Immer mehr Menschen müssen auf jeden Cent achten.
Bild: Silvio Wyszengrad

Eigentlich geht es den Menschen im Landkreis Aichach-Friedberg finanziell gut. Trotzdem nimmt Obdachlosigkeit zu. Was tun? Damit beschäftigt sich Ute Krogull in ihrem Kommentar.

Beim Thema Obdachlose denken viele an einen Penner unter der Großstadtbrücke, ein bisschen wie die Figur, die Harry Rowohlt in der „Lindenstraße“ spielte. Dieses Bild wandelt sich, wenn man sich bei Gemeinden im Landkreis umhört.

Unterkünfte, die Menschen vor Obdachlosigkeit bewahren sollen, sind voll, und das nicht nur mit Randgestalten der Gesellschaft, sondern mehr und mehr mit Familien. Kinder (und Alter) sind inzwischen ein Armutsrisiko, auch in unserem wohlhabenden Landkreis.
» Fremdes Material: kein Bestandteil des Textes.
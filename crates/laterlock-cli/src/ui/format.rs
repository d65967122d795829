//! String formatting utilities for UI rendering.

use chrono::{DateTime, Utc};

const MINUTES_PER_HOUR: u64 = 60;
const MINUTES_PER_DAY: u64 = 1440;

fn plural(count: u64, unit: &str) -> String {
    if count == 1 {
        format!("{} {}", count, unit)
    } else {
        format!("{} {}s", count, unit)
    }
}

/// Human description of a delay, e.g. "1 day and 2 hours".
///
/// Below a day the minutes are kept; from a day up only whole hours are shown.
pub fn format_minutes(minutes: u64) -> String {
    if minutes < MINUTES_PER_HOUR {
        return plural(minutes, "minute");
    }
    if minutes < MINUTES_PER_DAY {
        let hours = minutes / MINUTES_PER_HOUR;
        let rest = minutes % MINUTES_PER_HOUR;
        return if rest == 0 {
            plural(hours, "hour")
        } else {
            format!("{} and {}", plural(hours, "hour"), plural(rest, "minute"))
        };
    }
    let days = minutes / MINUTES_PER_DAY;
    let hours = (minutes % MINUTES_PER_DAY) / MINUTES_PER_HOUR;
    if hours == 0 {
        plural(days, "day")
    } else {
        format!("{} and {}", plural(days, "day"), plural(hours, "hour"))
    }
}

/// Human description of a wait in seconds, e.g. "1 minute and 30 seconds".
pub fn format_seconds(seconds: u64) -> String {
    if seconds < 60 {
        return plural(seconds, "second");
    }
    let rest = seconds % 60;
    if rest == 0 || seconds >= 3600 {
        return format_minutes(seconds.div_ceil(60));
    }
    format!("{} and {}", plural(seconds / 60, "minute"), plural(rest, "second"))
}

/// Countdown display: `{d}d HH:MM:SS`, days omitted when zero.
pub fn format_countdown(remaining_ms: u64) -> String {
    let total = remaining_ms.div_ceil(1000);
    let days = total / 86_400;
    let hours = (total % 86_400) / 3600;
    let minutes = (total % 3600) / 60;
    let seconds = total % 60;
    if days > 0 {
        format!("{}d {:02}:{:02}:{:02}", days, hours, minutes, seconds)
    } else {
        format!("{:02}:{:02}:{:02}", hours, minutes, seconds)
    }
}

/// Format an epoch-millisecond timestamp for display.
pub fn format_timestamp_millis(millis: i64, pretty: bool) -> String {
    match DateTime::<Utc>::from_timestamp_millis(millis) {
        Some(dt) if pretty => dt.format("%Y-%m-%d %H:%M:%S UTC").to_string(),
        Some(dt) => dt.to_rfc3339_opts(chrono::SecondsFormat::Millis, true),
        None => millis.to_string(),
    }
}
„Normale“ Familien haben Angst, abzurutschen

Im Wittelsbacher Land können 5,6 Prozent der Menschen ihre Schulden nicht mehr abzahlen – in der benachbarten Großstadt Augsburg ist diese Quote fast doppelt so hoch. Trotzdem machen sich immer mehr „normale“ Familien Sorgen abzurutschen. Hauptproblem ist der Wohnungsmarkt. Wer wegen Trennung oder Jobverlusts ein Einkommen verliert, kann womöglich die Miete nicht mehr zahlen.

Im Einzugsbereich von München boomt der Zuzug. Allein Mering ist in 15 Jahren um fast 17 Prozent gewachsen. Immobilien- und Mietpreise steigen rasant.

Viele verschulden sich durch Ratenzahlungen

Natürlich verschulden Menschen sich nicht nur wegen ihrer Wohnung, sondern häufig wegen Ratenzahlungen für Konsumgüter. Und es spielen bei Obdachlosigkeit auch Einwanderer aus Südosteuropa eine Rolle. Trotzdem tun Landkreis und Kommunen gut daran, sich des Themas rechtzeitig anzunehmen.

Denn Angst vor sozialem Abstieg ist ein Faktor, der Menschen empfänglich macht für rechte Parolen. Sie spaltet die Gesellschaft.

Alle müssen ins Boot genommen werden

Gegensteuern lässt sich nur mit einem Bündel von Maßnahmen. Eine davon ist der Sozialarbeiter für Obdachlose in Friedberg, eine andere geförderter Wohnraum. Letztlich müssen jedoch auch Wohnungswirtschaft, private Vermieter, eventuell sogar Unternehmen in einem Bündnis mit ins Boot genommen werden.